Neurohospitalist. 2022 Jan;12(1):31-37. doi: 10.1177/19418744211034815. Epub 2021 Aug 24.
BACKGROUND AND PURPOSE: A variety of neurological manifestations have been attributed to COVID-19, but there is currently limited evidence regarding risk factors and outcomes for delirium in critically ill patients with COVID-19. The purpose of this study was to identify delirium in a large cohort of ICU patients with COVID-19, and to identify associated features and clinical outcomes at the time of hospital discharge.
METHODS: This is an observational cohort study of 213 consecutive patients admitted to an ICU for COVID-19 respiratory illness. Delirium was diagnosed by trained abstractors using the CHART-DEL instrument. The associations between key clinical features, sedation and delirium were examined, as were the impacts of delirium on clinical outcomes.

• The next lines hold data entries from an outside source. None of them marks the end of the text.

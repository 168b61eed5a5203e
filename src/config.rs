//! Process configuration: environment settings, category presets and the
//! geoid→city region map.

use std::collections::HashMap;
use std::env;
use std::path::Path;
use std::str::FromStr;

use anyhow::{Context, Result};
use serde::Deserialize;
use tracing::warn;

fn env_or(key: &str, default: &str) -> String {
    env::var(key).unwrap_or_else(|_| default.to_string())
}

fn env_parse<T: FromStr>(key: &str, default: T) -> T {
    env::var(key)
        .ok()
        .and_then(|v| v.parse::<T>().ok())
        .unwrap_or(default)
}

fn env_opt(key: &str) -> Option<String> {
    env::var(key).ok().filter(|v| !v.trim().is_empty())
}

/// Application configuration, loaded once per process.
#[derive(Debug, Clone)]
pub struct Settings {
    pub db_url: String,
    pub redis_url: String,
    pub queue_stream: String,

    /// Per-domain render concurrency.
    pub scrape_concurrency: usize,
    /// Browser contexts pre-created in the render pool.
    pub render_contexts: usize,

    pub default_geoid: String,
    pub min_discount: i64,
    pub min_score: i64,
    pub daily_msg_limit: i64,
    pub shipping_cost: i64,

    pub budget_max_pages: u32,
    pub budget_max_tasks: u32,
    /// UTC hours `(start, end)`; spans midnight when start > end.
    pub quiet_hours: Option<(u32, u32)>,

    pub presets_file: String,
    pub selectors_file: String,

    pub s3_bucket: Option<String>,
    pub s3_endpoint: Option<String>,
    pub s3_region: String,
    pub s3_access_key: Option<String>,
    pub s3_secret_key: Option<String>,
    pub snapshot_ttl_days: i64,

    pub dlq_overflow_threshold: i64,

    /// Comma-separated urlsafe-base64 AES-256 keys; first is active.
    pub data_encryption_key: Option<String>,

    pub telegram_bot_token: Option<String>,
    pub tg_chat_id: Option<i64>,
    pub monitoring_slack_webhook: Option<String>,
    pub monitoring_telegram_token: Option<String>,
    pub monitoring_telegram_chat_id: Option<i64>,

    pub metrics_port: u16,
}

impl Settings {
    pub fn from_env() -> Self {
        dotenv::dotenv().ok();

        Self {
            db_url: env_or("DB_URL", "./deals.db"),
            redis_url: env_or("REDIS_URL", "redis://localhost:6379/0"),
            queue_stream: env_or("QUEUE_STREAM", "presets"),
            scrape_concurrency: env_parse("SCRAPE_CONCURRENCY", 2),
            render_contexts: env_parse("RENDER_CONTEXTS", 4),
            default_geoid: env_or("DEFAULT_GEOID", "213"),
            min_discount: env_parse("MIN_DISCOUNT", 25),
            min_score: env_parse("MIN_SCORE", 70),
            daily_msg_limit: env_parse("DAILY_MSG_LIMIT", 20),
            shipping_cost: env_parse("SHIPPING_COST", 199),
            budget_max_pages: env_parse("BUDGET_MAX_PAGES", 100),
            budget_max_tasks: env_parse("BUDGET_MAX_TASKS", 20),
            quiet_hours: env_opt("QUIET_HOURS").and_then(|v| parse_quiet_hours(&v)),
            presets_file: env_or("PRESETS_FILE", "./presets.yaml"),
            selectors_file: env_or("SELECTORS_FILE", "./selectors.yaml"),
            s3_bucket: env_opt("S3_BUCKET"),
            s3_endpoint: env_opt("S3_ENDPOINT"),
            s3_region: env_or("S3_REGION", "us-east-1"),
            s3_access_key: env_opt("S3_ACCESS_KEY"),
            s3_secret_key: env_opt("S3_SECRET_KEY"),
            snapshot_ttl_days: env_parse("SNAPSHOT_TTL_DAYS", 7),
            dlq_overflow_threshold: env_parse("DLQ_OVERFLOW_THRESHOLD", 100),
            data_encryption_key: env_opt("DATA_ENCRYPTION_KEY"),
            telegram_bot_token: env_opt("TELEGRAM_BOT_TOKEN"),
            tg_chat_id: env_opt("TG_CHAT_ID").and_then(|v| v.parse().ok()),
            monitoring_slack_webhook: env_opt("MONITORING_SLACK_WEBHOOK"),
            monitoring_telegram_token: env_opt("MONITORING_TELEGRAM_TOKEN"),
            monitoring_telegram_chat_id: env_opt("MONITORING_TELEGRAM_CHAT_ID")
                .and_then(|v| v.parse().ok()),
            metrics_port: env_parse("METRICS_PORT", 8000),
        }
    }

    /// SQLite path from `DB_URL`; tolerates a `sqlite://` scheme prefix.
    pub fn db_path(&self) -> &str {
        self.db_url
            .strip_prefix("sqlite://")
            .unwrap_or(&self.db_url)
    }
}

/// Parses `"HH-HH"` into a `(start, end)` hour pair. Spanning midnight
/// (start > end) is allowed.
pub fn parse_quiet_hours(raw: &str) -> Option<(u32, u32)> {
    let (start, end) = raw.trim().split_once('-')?;
    let start: u32 = start.trim().parse().ok()?;
    let end: u32 = end.trim().parse().ok()?;
    if start > 23 || end > 23 {
        warn!(raw, "ignoring QUIET_HOURS outside 0..24");
        return None;
    }
    Some((start, end))
}

/// One category preset: `name` is `<category>:<label>`, `url` the listing.
#[derive(Debug, Clone, Deserialize)]
pub struct PresetItem {
    pub name: String,
    pub url: String,
}

impl PresetItem {
    pub fn category(&self) -> &str {
        self.name.split(':').next().unwrap_or(&self.name)
    }
}

/// Category presets fanned out by the orchestrator, keyed by site name.
#[derive(Debug, Clone, Deserialize)]
pub struct Presets {
    #[serde(default = "default_geoid")]
    pub geoid_default: String,
    pub sites: HashMap<String, Vec<PresetItem>>,
}

fn default_geoid() -> String {
    "213".to_string()
}

impl Presets {
    /// All distinct preset categories, in stable order.
    pub fn categories(&self) -> Vec<String> {
        let mut seen = Vec::new();
        let mut sites: Vec<&String> = self.sites.keys().collect();
        sites.sort();
        for site in sites {
            for item in &self.sites[site] {
                let cat = item.category().to_string();
                if !seen.contains(&cat) {
                    seen.push(cat);
                }
            }
        }
        seen
    }
}

pub fn load_presets(path: impl AsRef<Path>) -> Result<Presets> {
    let path = path.as_ref();
    let raw = std::fs::read_to_string(path)
        .with_context(|| format!("read presets file {}", path.display()))?;
    serde_yaml::from_str(&raw).with_context(|| format!("parse presets file {}", path.display()))
}

/// Region map used by `ensure_region`: geoid → displayed city name.
/// `GEOID_CITY_MAP` may carry a JSON object extending the built-ins.
pub fn region_map() -> HashMap<String, String> {
    let mut map = HashMap::new();
    map.insert("213".to_string(), "Москва".to_string());
    map.insert("2".to_string(), "Санкт-Петербург".to_string());
    if let Some(extra) = env_opt("GEOID_CITY_MAP") {
        match serde_json::from_str::<HashMap<String, String>>(&extra) {
            Ok(overrides) => map.extend(overrides),
            Err(err) => warn!(%err, "ignoring malformed GEOID_CITY_MAP"),
        }
    }
    map
}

RESULTS: Delirium was identified in 57.3% of subjects. Delirious patients were more likely to receive mechanical ventilation, had lower P: F ratios, higher rates of renal replacement therapy and ECMO, and were more likely to receive enteral benzodiazepines. Only mechanical ventilation remained a significant predictor of delirium in a logistic regression model. Mortality was not significantly different, but delirious patients experienced greater mechanical ventilation duration, ICU/hospital lengths of stay, worse functional outcomes at discharge, and were less likely to be discharged home.

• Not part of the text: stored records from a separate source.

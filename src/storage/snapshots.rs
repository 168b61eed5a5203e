//! Failure snapshots: HTML + PNG pairs uploaded to S3/MinIO with a bounded
//! lifetime, so broken pages can be inspected after the fact.

use anyhow::{Context, Result};
use chrono::{Duration, Utc};
use s3::creds::Credentials;
use s3::{Bucket, Region};
use tracing::{debug, warn};
use uuid::Uuid;

use crate::config::Settings;

pub const PREFIX_ERRORS: &str = "errors";
pub const PREFIX_SCHEMA: &str = "schema";

/// Uploads page snapshots. With no bucket configured every call is a no-op,
/// so callers never have to branch on configuration.
#[derive(Clone)]
pub struct SnapshotStore {
    bucket: Option<Bucket>,
    ttl_days: i64,
}

impl SnapshotStore {
    pub fn disabled() -> Self {
        Self {
            bucket: None,
            ttl_days: 0,
        }
    }

    pub fn from_settings(settings: &Settings) -> Result<Self> {
        let Some(name) = settings.s3_bucket.as_deref() else {
            return Ok(Self::disabled());
        };
        let region = match settings.s3_endpoint.clone() {
            Some(endpoint) => Region::Custom {
                region: settings.s3_region.clone(),
                endpoint,
            },
            None => settings
                .s3_region
                .parse()
                .context("parse S3_REGION")?,
        };
        let credentials = Credentials::new(
            settings.s3_access_key.as_deref(),
            settings.s3_secret_key.as_deref(),
            None,
            None,
            None,
        )
        .context("build S3 credentials")?;
        let bucket = Bucket::new(name, region, credentials)
            .context("open S3 bucket")?
            .with_path_style();
        Ok(Self {
            bucket: Some(bucket),
            ttl_days: settings.snapshot_ttl_days,
        })
    }

    /// Stores `<prefix>/<domain>/<UTC stamp>-<uuid>.{html,png}` and returns
    /// the base key. Upload failures are logged, never propagated: snapshots
    /// are diagnostics, not part of the task outcome.
    pub async fn save(
        &self,
        prefix: &str,
        page_url: &str,
        html: &str,
        screenshot: &[u8],
    ) -> Option<String> {
        let bucket = self.bucket.as_ref()?;
        let domain = url::Url::parse(page_url)
            .ok()
            .and_then(|u| u.host_str().map(|h| h.to_string()))
            .unwrap_or_else(|| "unknown".to_string());
        let stamp = Utc::now().format("%Y%m%dT%H%M%S");
        let base = format!("{prefix}/{domain}/{stamp}-{}", Uuid::new_v4());

        let expires = (Utc::now() + Duration::days(self.ttl_days))
            .format("%a, %d %b %Y %H:%M:%S GMT")
            .to_string();
        let mut bucket = bucket.clone();
        bucket.add_header("Expires", &expires);

        if let Err(err) = bucket
            .put_object_with_content_type(format!("{base}.html"), html.as_bytes(), "text/html")
            .await
        {
            warn!(%err, key = %base, "failed to upload html snapshot");
            return None;
        }
        if !screenshot.is_empty() {
            if let Err(err) = bucket
                .put_object_with_content_type(format!("{base}.png"), screenshot, "image/png")
                .await
            {
                warn!(%err, key = %base, "failed to upload png snapshot");
            }
        }
        debug!(key = %base, "saved page snapshot");
        Some(base)
    }
}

CONCLUSIONS: Delirium is common in critically ill patients with COVID-19 and appears to be associated with greater disease severity. When present, delirium is associated with worse functional status at discharge, but not increased mortality. Additional studies are necessary to determine the generalizability of these results and the impact of delirium on longer-term cognitive and functional outcomes.